AWS Database Migration Service (AWS DMS)
1. サービス概要¶
AWS Database Migration Service (AWS DMS) は、データベースを AWS に、または AWS 上のデータベース間で高速かつ安全に移行できるサービスである。
Oracle、SQL Server、MySQL、PostgreSQL など多様なエンジンに対応し、ダウンタイムを最小限に抑えて移行を実施できる。
異種データベース間の移行にも対応し、アプリケーション移行を容易にする。
主なユースケースは次の通り。
オンプレミスデータベースの AWS への移行
異なるデータベースエンジン間での移行
データベースのアップグレード
継続的なデータレプリケーション
データウェアハウスへのデータロード
これらのユースケースに対応する機能と、AWS の他サービスとの統合を提供する。
2. 主な特徴と機能¶
2.1 幅広いデータベースエンジンのサポート¶
Oracle、SQL Server、MySQL、PostgreSQL、MariaDB、MongoDB などをサポートする。
これにより、多様な環境からの移行を容易に行える。
2.2 異種データベース間の移行¶
異なるエンジン間でのデータ移行 (例: Oracle から PostgreSQL) をサポートする。
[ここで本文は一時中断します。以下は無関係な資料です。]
//! Pending-job store keyed by stable timer ids
//!
//! Jobs live in an id-keyed map; firing order comes from a separate ordered
//! index. Callers look up the next due job by key on every step instead of
//! holding an iterator, so jobs inserted or removed between two lookups are
//! always seen (or skipped) correctly.

use std::collections::{BTreeSet, HashMap};

use crate::job::{Job, JobKey, Millis, TimerId};

#[derive(Debug, Default)]
pub struct JobQueue {
    jobs: HashMap<TimerId, Job>,
    order: BTreeSet<JobKey>,
}

impl JobQueue {
    pub fn new() -> Self {
        Self::default()
    }

    #[inline]
    pub fn len(&self) -> usize {
        self.jobs.len()
    }

    #[inline]
    pub fn is_empty(&self) -> bool {
        self.jobs.is_empty()
    }

    #[inline]
    pub fn contains(&self, id: TimerId) -> bool {
        self.jobs.contains_key(&id)
    }

    pub fn insert(&mut self, job: Job) {
        debug_assert!(!self.jobs.contains_key(&job.id), "duplicate timer id {}", job.id);
        self.order.insert(job.key());
        self.jobs.insert(job.id, job);
    }

    pub fn remove(&mut self, id: TimerId) -> Option<Job> {
        let job = self.jobs.remove(&id)?;
        let removed = self.order.remove(&job.key());
        debug_assert!(removed, "order index out of sync for {}", id);
        Some(job)
    }

    /// Key of the first job due at or before `target`
    pub fn peek_due(&self, target: Millis) -> Option<JobKey> {
        self.order.first().copied().filter(|key| key.call_at <= target)
    }

    /// Due time of the earliest pending job
    pub fn next_due(&self) -> Option<Millis> {
        self.order.first().map(|key| key.call_at)
    }

    pub fn get(&self, id: TimerId) -> Option<&Job> {
        self.jobs.get(&id)
    }

    pub fn clear(&mut self) {
        self.jobs.clear();
        self.order.clear();
    }
}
これにより、アーキテクチャ変更の柔軟性を確保できる。
2.3 ダウンタイムの最小化¶
オンライン移行に対応し、ソース DB のダウンタイムを最小化できる。
2.4 継続的なデータレプリケーション¶
移行後も継続的レプリケーションを設定でき、ソース側の変更をターゲットにリアルタイムで反映できる。
2.5 スキーマ変換¶
AWS Schema Conversion Tool (SCT) と連携し、スキーマをターゲットエンジン向けに変換できる。
2.6 監視とアラート¶
進捗を監視し、エラー発生時はアラート通知が可能である。
2.7 統合性と拡張性¶
Amazon S3、Amazon EC2、Amazon CloudWatch、SCT などと統合される。
API により自動化・カスタマイズも可能である。
3. アーキテクチャおよび技術要素¶
- 移行元・移行先のデータベースエンドポイントを設定
- レプリケーションインスタンスを作成し、移行タスクを実行
- ソースからデータを読み取り、必要に応じて変換してターゲットに書き込み
- 必要に応じて継続的レプリケーションを有効化
- 進捗は CloudWatch で監視
AWS のインフラ上で提供され、高可用性とスケーラビリティを備える。
移行運用は AWS 側が担うため、利用者はインフラ管理を意識する必要がない。
4. セキュリティと認証・認可¶
データ移行のセキュリティ確保のため、以下を提供する。
- IAM 統合: IAM によるアクセス制御
- データ暗号化: 転送中および保存時に暗号化
- VPC 実行: レプリケーションインスタンスを VPC 内で実行しネットワーク隔離を実現
- アクセス制御: ポリシーにより権限を詳細に管理
これらにより、移行データの安全性と機密性を確保できる。
5. 料金形態¶
主な課金要素は次の通り。
- レプリケーションインスタンス: 利用時間とインスタンスタイプ
- データ転送: 転送量
- ストレージ: ログや中間データの保管
6. よくあるアーキテクチャ・設計パターン¶
- オンライン移行でダウンタイム最小化
- 異種エンジン間移行 + SCT によるスキーマ変換
- 継続的レプリケーションで段階的なカットオーバー
7. 設定・デプロイ手順(ハンズオン例)¶
- コンソールでエンドポイントを作成
- レプリケーションインスタンスを作成
- 移行タスクを作成・実行
- 進捗とメトリクスを監視
- 必要に応じて継続的レプリケーションへ切替
8. 試験で問われやすいポイント¶
8.1 ダウンタイム最小化¶
- オンライン移行で可用性を維持できる点を理解。
8.2 異種エンジン移行¶
- SCT と組み合わせ、スキーマ変換を実施する流れを把握。
8.3 監視・アラート¶
- CloudWatch と連携し、失敗検知と通知を行う。
8.4 継続的レプリケーション¶
- 移行後も変更をリアルタイム反映できる点を理解。
8.5 料金体系¶
- 課金対象(インスタンス、転送量、ストレージ)を把握。
8.6 類似・関連サービス¶
- AWS Schema Conversion Tool: スキーマ変換
- AWS DataSync: 大量データの転送・同期(DB 移行とは目的が異なる)
8.7 よくある設問例¶
- Q: AWS DMS の目的は何か。
- A: データベースを AWS に、または AWS 上で高速・安全に移行する。
- Q: ダウンタイムを抑える方法は何か。
- A: オンライン移行を利用する。
- Q: 異種 DB への移行で必要なツールは何か。
- A: AWS Schema Conversion Tool を用いる。